Determine whether they are symmetric, antisymmetric or reflexive.
$R_1=\{(2,2), (2,3), (2,4), (3,2), (3,3), (3,4)\}$
$R_2=\{(1,1), (1,2), (2,1), (2,2), (3,3), (4,4)\}$
$R_3=\{(2,4), (4,2)\}$
$R_4=\{(1,2), (2,3), (3,4)\}$
$R_5=\{(1,1), (2,2), (3,3), (4,4)\}$
$R_6=\{(1,3), (1,4), (2,3), (2,4), (3,1), (3,4)\}$
My answers:
1- $R_1$ is symmetric.
2-$R_2$ is reflexive, symmetric.
3-$R_3$ is symmetric.
4-$R_4$ is antisymmetric.
5-$R_5$ is reflexive, antisymmetric.
6-$R_6$ is symmetric,
Book's answers:
1-None of the these properties.
2-$R_2$ is reflexive and symmetric.
3-$R_3$ is symmetric.
4-$R_4$ is antisymmetric.
5-$R_5$ is reflexive, symmetric and antisymmetric.

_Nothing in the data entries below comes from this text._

// dryrun/core/execution/src/native.rs

// Storage layout of the built-in contracts
use crate::contract::ContractState;
use crate::types::{ExecutionError, StackItem};
use dryrun_storage::{Hash160, Hash256, Snapshot, StorageKey};
use serde::de::DeserializeOwned;
use serde::{Deserialize, Serialize};
use tracing::warn;

pub const CONTRACT_MANAGEMENT_ID: i32 = -1;
pub const NEO_ID: i32 = -5;
pub const GAS_ID: i32 = -6;
pub const ORACLE_ID: i32 = -9;

pub const CONTRACT_MANAGEMENT_HASH: Hash160 = Hash160([
    0xff, 0xfd, 0xc9, 0x37, 0x64, 0xdb, 0xad, 0xdd, 0x97, 0xc4, 0x8f, 0x25, 0x2a, 0x53, 0xea, 0x46,
    0x43, 0xfa, 0xa3, 0xfd,
]);
pub const NEO_HASH: Hash160 = Hash160([
    0xef, 0x40, 0x73, 0xa0, 0xf2, 0xb3, 0x05, 0xa3, 0x8e, 0xc4, 0x05, 0x0e, 0x4d, 0x3d, 0x28, 0xbc,
    0x40, 0xea, 0x63, 0xf5,
]);
pub const GAS_HASH: Hash160 = Hash160([
    0xd2, 0xa4, 0xcf, 0xf3, 0x19, 0x13, 0x01, 0x61, 0x55, 0xe3, 0x8e, 0x47, 0x4a, 0x2c, 0x06, 0xd0,
    0x8b, 0xe2, 0x76, 0xcf,
]);
pub const ORACLE_HASH: Hash160 = Hash160([
    0xfe, 0x92, 0x4b, 0x7c, 0xfe, 0x89, 0xdd, 0xd2, 0x71, 0xab, 0xaf, 0x72, 0x10, 0xa8, 0x0a, 0x7e,
    0x11, 0x17, 0x87, 0x58,
]);

// ContractManagement
pub const PREFIX_CONTRACT: u8 = 8;
pub const PREFIX_NEXT_AVAILABLE_ID: u8 = 15;

// Fungible tokens
pub const PREFIX_ACCOUNT: u8 = 20;
pub const PREFIX_TOTAL_SUPPLY: u8 = 11;
pub const DEFAULT_TOKEN_PREFIX: u8 = 1;

// Oracle
pub const PREFIX_REQUEST_ID: u8 = 9;
pub const PREFIX_REQUEST: u8 = 7;

pub const NEO_DECIMALS: u8 = 0;
pub const GAS_DECIMALS: u8 = 8;

/// Name of the notification the oracle emits for each new request
pub const ORACLE_REQUEST_EVENT: &str = "OracleRequest";
/// Fault message of a deploy whose contract hash is already taken
pub const CONTRACT_EXISTS_MESSAGE: &str = "Contract Already Exists";

pub fn is_native(hash: &Hash160) -> bool {
    [CONTRACT_MANAGEMENT_HASH, NEO_HASH, GAS_HASH, ORACLE_HASH].contains(hash)
}

pub fn contract_key(hash: &Hash160) -> StorageKey {
    StorageKey::with_prefix(CONTRACT_MANAGEMENT_ID, PREFIX_CONTRACT, hash.as_bytes())
}

pub fn next_id_key() -> StorageKey {
    StorageKey::with_prefix(CONTRACT_MANAGEMENT_ID, PREFIX_NEXT_AVAILABLE_ID, &[])
}

pub fn account_key(token_id: i32, prefix: u8, account: &Hash160) -> StorageKey {
    StorageKey::with_prefix(token_id, prefix, account.as_bytes())
}

pub fn total_supply_key(token_id: i32) -> StorageKey {
    StorageKey::with_prefix(token_id, PREFIX_TOTAL_SUPPLY, &[])
}

pub fn oracle_counter_key() -> StorageKey {
    StorageKey::with_prefix(ORACLE_ID, PREFIX_REQUEST_ID, &[])
}

pub fn oracle_request_key(id: u64) -> StorageKey {
    StorageKey::with_prefix(ORACLE_ID, PREFIX_REQUEST, &id.to_be_bytes())
}

/// Hash a deployed contract gets: derived from deployer, NEF checksum and name
pub fn contract_hash(sender: &Hash160, nef_checksum: u32, name: &str) -> Hash160 {
    let mut data = Vec::with_capacity(1 + 20 + 4 + name.len());
    data.push(0x38);
    data.extend_from_slice(sender.as_bytes());
    data.extend_from_slice(&nef_checksum.to_le_bytes());
    data.extend_from_slice(name.as_bytes());
    Hash160::digest(&data)
}

/// Contract record visible in `snapshot`, if any
pub fn get_contract(snapshot: &Snapshot<'_>, hash: &Hash160) -> Option<ContractState> {
    let bytes = snapshot.get(&contract_key(hash))?;
    match ContractState::from_bytes(&bytes) {
        Ok(state) => Some(state),
        Err(e) => {
            warn!("Unreadable contract record for {}: {}", hash, e);
            None
        }
    }
}

pub fn contract_id(snapshot: &Snapshot<'_>, hash: &Hash160) -> Option<i32> {
    get_contract(snapshot, hash).map(|c| c.id)
}

/// Manifest name of the contract at `hash`, or `"Unknown"` for plain scripts
pub fn contract_name(snapshot: &Snapshot<'_>, hash: &Hash160) -> String {
    get_contract(snapshot, hash)
        .map(|c| c.manifest.name)
        .unwrap_or_else(|| "Unknown".to_string())
}

/// Balance-carrying account record of a built-in token
pub trait BalanceRecord: Serialize + DeserializeOwned + Default {
    fn balance(&self) -> i128;
    fn set_balance(&mut self, balance: i128);
}

/// GAS account record
#[derive(Debug, Clone, Default, PartialEq, Eq, Serialize, Deserialize)]
pub struct AccountState {
    pub balance: i128,
}

impl BalanceRecord for AccountState {
    fn balance(&self) -> i128 {
        self.balance
    }

    fn set_balance(&mut self, balance: i128) {
        self.balance = balance;
    }
}

/// NEO account record
#[derive(Debug, Clone, Default, PartialEq, Eq, Serialize, Deserialize)]
pub struct NeoAccountState {
    pub balance: i128,
    pub balance_height: u32,
    pub vote_to: Option<Vec<u8>>,
}

impl BalanceRecord for NeoAccountState {
    fn balance(&self) -> i128 {
        self.balance
    }

    fn set_balance(&mut self, balance: i128) {
        self.balance = balance;
    }
}

pub fn decode_record<T: DeserializeOwned>(key: &StorageKey, bytes: &[u8]) -> Result<T, ExecutionError> {
    bincode::deserialize(bytes)
        .map_err(|e| ExecutionError::CorruptedRecord(format!("{}:{} ({})", key.id, hex::encode(&key.key), e)))
}

pub fn encode_record<T: Serialize>(record: &T) -> Vec<u8> {
    bincode::serialize(record).unwrap_or_default()
}

/// Read a built-in token balance; absent records read as zero
pub fn read_balance<R: BalanceRecord>(
    snapshot: &Snapshot<'_>,
    token_id: i32,
    account: &Hash160,
) -> Result<i128, ExecutionError> {
    let key = account_key(token_id, PREFIX_ACCOUNT, account);
    match snapshot.get(&key) {
        Some(bytes) => Ok(decode_record::<R>(&key, &bytes)?.balance()),
        None => Ok(0),
    }
}

pub fn read_total_supply(snapshot: &Snapshot<'_>, token_id: i32) -> Result<i128, ExecutionError> {
    match snapshot.get(&total_supply_key(token_id)) {
        Some(bytes) => Ok(dryrun_storage::decode_integer(&bytes)?),
        None => Ok(0),
    }
}

/// Pending oracle request as kept by the oracle contract
#[derive(Debug, Clone, PartialEq, Eq, Serialize, Deserialize)]
pub struct OracleRequest {
    pub original_txid: Hash256,
    pub gas_for_response: i64,
    pub url: String,
    pub filter: Option<String>,
    pub callback_contract: Hash160,
    pub callback_method: String,
    pub user_data: Vec<u8>,
}

impl OracleRequest {
    /// `[txid, gas, url, filter, callback contract, callback method, user data]`
    pub fn to_stack_item(&self) -> StackItem {
        StackItem::Array(vec![
            StackItem::ByteString(self.original_txid.as_bytes().to_vec()),
            StackItem::Integer(i128::from(self.gas_for_response)),
            StackItem::from_str_utf8(&self.url),
            self.filter
                .as_deref()
                .map(StackItem::from_str_utf8)
                .unwrap_or(StackItem::Null),
            StackItem::from_hash(&self.callback_contract),
            StackItem::from_str_utf8(&self.callback_method),
            StackItem::ByteString(self.user_data.clone()),
        ])
    }
}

6-None of these properties.
You can see that some of my answers don't match the answers given in book. Is that probably a misprint or I am wrong somewhere?
For a relation $R$ to be symmetric, we have to have for all elements in $R$ that if $(x,y) \in R$, then also $(y,x) \in R$. You have found some elements in $R_1$ such that both $(x,y) \in R_1$ and $(y,x) \in R_1$, but for example $(2,4) \in R_1$ but $(4,2) \notin R_1$, hence it it not symmetric because it doesn't satisfy the criterion for every element.
There is also an element in $R_6$ that makes it non-symmetric, can you find it?
As for $R_5$, since every element is of the form $(x,x)$, it also (obviously) holds that $(x,x) \in R_6$, so it is symmetric.